The short version: Smalls is genuinely good. The ingredients match what the brand promises. And Zoe, who has been known to stare at a bowl of perfectly reasonable food like it personally wronged her, ate it. Every time. That tells me something.
Editor Note: Trusted Pet Review may earn a commission on qualifying purchases made through links in this post, at no extra cost to you. We only recommend products we’d genuinely consider for our own pets.
The sampler box is available at a lower entry price, but the ongoing subscription rate is the number that matters long-term. This review covers both.
Big Pet Food prioritizes profits over cat health and they pack cat food with preservatives and fillers.

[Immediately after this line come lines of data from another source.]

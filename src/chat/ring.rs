//! Ring-based group Diffie-Hellman (Ingemarsson style).
//!
//! Every member raises the value it receives to its own private exponent and
//! hands the result to its ring successor. A chain addressed to member `i`
//! starts at `i + 1` and ends at `i`, so by the time it arrives every other
//! member has applied its exponent once and `i` applies its own last. Each
//! member that receives its final value starts the next chain with its own
//! public value, addressed to its predecessor. After `N` chains every member
//! holds `g^(a0 * a1 * ... * a(N-1)) mod p`.
//!
//! The functions here only mutate the directory and return the command to
//! send; the caller does the I/O after releasing the directory lock.

use tracing::debug;

use crate::chat::directory::MembershipDirectory;
use crate::chat::error::ChatError;
use crate::chat::protocol::{Command, RingStep};
use crate::crypto::DhKey;

/// A command bound for a specific link.
#[derive(Debug, Clone)]
pub struct Outgoing<L> {
    /// Link to send on.
    pub link: L,
    /// Command to send.
    pub command: Command,
}

/// What the caller should do after a ring transition.
#[derive(Debug, Clone)]
pub enum Dispatch<L> {
    /// Send the command to the ring successor.
    Send(Outgoing<L>),
    /// The successor has no link; the chain stops here.
    Stalled {
        /// Index of the missing successor.
        successor: usize,
    },
    /// Nothing to send.
    Idle,
}

/// Result of handling one incoming ring step.
#[derive(Debug, Clone)]
pub struct StepOutcome<L> {
    /// Follow-up for the ring successor.
    pub dispatch: Dispatch<L>,
    /// True when this step delivered this node's group secret.
    pub established: bool,
}

/// Start a new round as initiator.
///
/// Generates fresh `(p, g)` and an individual secret, and addresses the first
/// chain to this node's predecessor. A node alone in the ring has nobody to
/// agree with and returns [`Dispatch::Idle`].
pub fn start_round<L: Clone>(
    directory: &mut MembershipDirectory<L>,
    prime_bits: u64,
    primality_rounds: usize,
) -> Result<Dispatch<L>, ChatError> {
    let own = directory
        .own_index()
        .ok_or_else(|| ChatError::protocol("cannot start a round without a ring index"))?;
    if directory.ring_size() < 2 {
        return Ok(Dispatch::Idle);
    }

    let secret = DhKey::create_with_bits(prime_bits, primality_rounds)?;
    let step = RingStep {
        p: secret.prime().clone(),
        g: secret.generator().clone(),
        base: secret.value().clone(),
        shared_for: predecessor(directory, own),
        peers_finished_count: 1,
    };
    directory.begin_round(secret);

    debug!(own, ring_size = directory.ring_size(), "starting ring round");
    Ok(toward_successor(directory, Command::RingStep(step)))
}

/// Apply one incoming ring step.
pub fn advance<L: Clone>(
    directory: &mut MembershipDirectory<L>,
    step: RingStep,
) -> Result<StepOutcome<L>, ChatError> {
    let own = directory
        .own_index()
        .ok_or_else(|| ChatError::protocol("ring step received before joining"))?;
    let ring_size = directory.ring_size();
    if step.shared_for >= ring_size {
        debug!(
            shared_for = step.shared_for,
            ring_size, "dropping ring step addressed outside the ring"
        );
        return Ok(StepOutcome {
            dispatch: Dispatch::Idle,
            established: false,
        });
    }

    let reusable = directory
        .individual_secret()
        .filter(|secret| secret.shares_parameters(&step.p, &step.g))
        .cloned();
    let secret = match reusable {
        Some(secret) => secret,
        None => {
            let secret = DhKey::create_from_known_parameters(step.p.clone(), step.g.clone())?;
            directory.begin_round(secret.clone());
            secret
        }
    };
    let powered = secret.derive_from_public(&step.base)?;

    if step.shared_for != own {
        let forward = RingStep {
            base: powered.value().clone(),
            ..step
        };
        return Ok(StepOutcome {
            dispatch: toward_successor(directory, Command::RingStep(forward)),
            established: false,
        });
    }

    directory.set_group_secret(powered);
    debug!(own, finished = step.peers_finished_count, ring_size, "group secret established");

    let dispatch = if step.peers_finished_count < ring_size {
        let next_chain = RingStep {
            p: step.p,
            g: step.g,
            base: secret.value().clone(),
            shared_for: predecessor(directory, own),
            peers_finished_count: step.peers_finished_count + 1,
        };
        toward_successor(directory, Command::RingStep(next_chain))
    } else {
        Dispatch::Idle
    };

    Ok(StepOutcome {
        dispatch,
        established: true,
    })
}

fn predecessor<L>(directory: &MembershipDirectory<L>, own: usize) -> usize {
    directory.previous_index().unwrap_or(own)
}

fn toward_successor<L: Clone>(directory: &MembershipDirectory<L>, command: Command) -> Dispatch<L> {
    let Some(successor) = directory.next_index() else {
        return Dispatch::Idle;
    };
    match directory.link_at(successor) {
        Some(link) => Dispatch::Send(Outgoing {
            link: link.clone(),
            command,
        }),
        None => Dispatch::Stalled { successor },
    }
}

#[cfg(test)]
mod tests {
    use std::collections::VecDeque;

    use super::*;

    const TEST_BITS: u64 = 48;
    const TEST_ROUNDS: usize = 20;

    /// `n` fully joined directories; link handles are the peer's ring index.
    fn members(n: usize) -> Vec<MembershipDirectory<usize>> {
        (0..n)
            .map(|own| {
                let mut dir = MembershipDirectory::new();
                dir.set_own_index(own);
                for index in (0..n).filter(|&i| i != own) {
                    dir.admit(index, format!("127.0.0.1:{}", 9000 + index), index);
                }
                dir
            })
            .collect()
    }

    /// Deliver every queued step until the ring goes quiet. Returns hop count.
    fn run(members: &mut [MembershipDirectory<usize>], first: Dispatch<usize>) -> usize {
        let mut queue = VecDeque::new();
        if let Dispatch::Send(out) = first {
            queue.push_back(out);
        }

        let mut hops = 0;
        while let Some(Outgoing { link, command }) = queue.pop_front() {
            let Command::RingStep(step) = command else {
                panic!("only ring steps travel during a round");
            };
            hops += 1;
            match advance(&mut members[link], step).unwrap().dispatch {
                Dispatch::Send(out) => queue.push_back(out),
                Dispatch::Idle => {}
                Dispatch::Stalled { successor } => panic!("stalled at {}", successor),
            }
        }
        hops
    }

    fn assert_converged(members: &[MembershipDirectory<usize>]) {
        let first = members[0].group_secret().expect("member 0 has a group secret");
        for (i, member) in members.iter().enumerate() {
            let secret = member
                .group_secret()
                .unwrap_or_else(|| panic!("member {} has no group secret", i));
            assert_eq!(secret.value(), first.value(), "member {} diverged", i);
        }
    }

    #[test]
    fn test_ring_converges_for_various_sizes() {
        for n in [2, 3, 5] {
            let mut ring = members(n);
            let initiator = n - 1;
            let first = start_round(&mut ring[initiator], TEST_BITS, TEST_ROUNDS).unwrap();
            let hops = run(&mut ring, first);

            assert_converged(&ring);
            // N chains of N - 1 hops each
            assert_eq!(hops, n * (n - 1));
        }
    }

    #[test]
    fn test_any_member_can_initiate() {
        let mut ring = members(4);
        let first = start_round(&mut ring[1], TEST_BITS, TEST_ROUNDS).unwrap();
        run(&mut ring, first);
        assert_converged(&ring);
    }

    #[test]
    fn test_group_secret_differs_from_every_public_value() {
        let mut ring = members(3);
        let first = start_round(&mut ring[2], TEST_BITS, TEST_ROUNDS).unwrap();
        run(&mut ring, first);

        let group = ring[0].group_secret().unwrap().value().clone();
        for member in &ring {
            assert_ne!(member.individual_secret().unwrap().value(), &group);
        }
    }

    #[test]
    fn test_new_round_replaces_stale_parameters() {
        let mut ring = members(3);
        let first = start_round(&mut ring[2], TEST_BITS, TEST_ROUNDS).unwrap();
        run(&mut ring, first);
        let old = ring[0].group_secret().unwrap().value().clone();

        // Same membership, fresh round from another member.
        let first = start_round(&mut ring[0], TEST_BITS, TEST_ROUNDS).unwrap();
        run(&mut ring, first);

        assert_converged(&ring);
        assert_ne!(ring[1].group_secret().unwrap().value(), &old);
    }

    #[test]
    fn test_single_member_never_starts_a_round() {
        let mut alone: MembershipDirectory<usize> = MembershipDirectory::new();
        alone.set_own_index(0);

        let dispatch = start_round(&mut alone, TEST_BITS, TEST_ROUNDS).unwrap();
        assert!(matches!(dispatch, Dispatch::Idle));
        assert!(alone.group_secret().is_none());
    }

    #[test]
    fn test_round_requires_an_index() {
        let mut dir: MembershipDirectory<usize> = MembershipDirectory::new();
        assert!(matches!(
            start_round(&mut dir, TEST_BITS, TEST_ROUNDS),
            Err(ChatError::Protocol(_))
        ));
    }

    #[test]
    fn test_step_before_joining_is_protocol_error() {
        let mut source = members(2);
        let Dispatch::Send(out) = start_round(&mut source[1], TEST_BITS, TEST_ROUNDS).unwrap() else {
            panic!("expected a step");
        };
        let Command::RingStep(step) = out.command else {
            panic!("expected a ring step");
        };

        let mut stranger: MembershipDirectory<usize> = MembershipDirectory::new();
        assert!(matches!(advance(&mut stranger, step), Err(ChatError::Protocol(_))));
    }

    #[test]
    fn test_step_for_unknown_index_is_dropped() {
        let mut ring = members(2);
        let step = RingStep {
            p: 23u32.into(),
            g: 5u32.into(),
            base: 8u32.into(),
            shared_for: 7,
            peers_finished_count: 1,
        };
        let outcome = advance(&mut ring[0], step).unwrap();

        assert!(!outcome.established);
        assert!(matches!(outcome.dispatch, Dispatch::Idle));
        assert!(ring[0].individual_secret().is_none());
    }

    #[test]
    fn test_stale_step_after_departure_is_dropped() {
        // Member 2 of a three-member ring loses member 1 and becomes index 1
        // of two, while a step addressed to the old index 2 is in flight.
        let mut dir: MembershipDirectory<usize> = MembershipDirectory::new();
        dir.set_own_index(2);
        dir.admit(0, "127.0.0.1:9000", 0);
        dir.admit(1, "127.0.0.1:9001", 1);
        dir.remove_link(&1).unwrap();
        assert_eq!(dir.own_index(), Some(1));

        let step = RingStep {
            p: 23u32.into(),
            g: 5u32.into(),
            base: 8u32.into(),
            shared_for: 2,
            peers_finished_count: 1,
        };
        let outcome = advance(&mut dir, step).unwrap();

        assert!(!outcome.established);
        assert!(matches!(outcome.dispatch, Dispatch::Idle));
        assert!(dir.group_secret().is_none());
        assert_eq!(dir.ring_size(), 2);
    }

    #[test]
    fn test_missing_successor_stalls() {
        // Holds a link to index 2 but none to its successor 1.
        let mut dir: MembershipDirectory<usize> = MembershipDirectory::new();
        dir.set_own_index(0);
        dir.admit(2, "127.0.0.1:9002", 2);

        let step = RingStep {
            p: 23u32.into(),
            g: 5u32.into(),
            base: 8u32.into(),
            shared_for: 1,
            peers_finished_count: 1,
        };
        let outcome = advance(&mut dir, step).unwrap();

        assert!(!outcome.established);
        assert!(matches!(outcome.dispatch, Dispatch::Stalled { successor: 1 }));
    }
}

Smalls believes cats deserve better and uses natural ingredients and added vitamins and minerals in our food. The fresh food come in many delicious flavors and textures.
What Smalls Actually Is
Smalls is a fresh cat food subscription service, and that distinction matters more than the marketing around it. This is not food that gets processed, shelf-stabilized and then purchased weeks or months later. Meals are made with whole, recognizable ingredients, cooked fresh, portioned and shipped frozen directly to the door on a schedule you set.
The two texture formats are one of the more genuinely useful things about this brand. Smooth is a classic pate-style consistency, close to what most cats are used to from standard canned food. Pulled is shredded, with actual strands of meat that look and feel like real food rather than uniform paste. Having both options matters in a multi-cat household, where texture preferences rarely align and getting everyone to eat the same thing is its own project.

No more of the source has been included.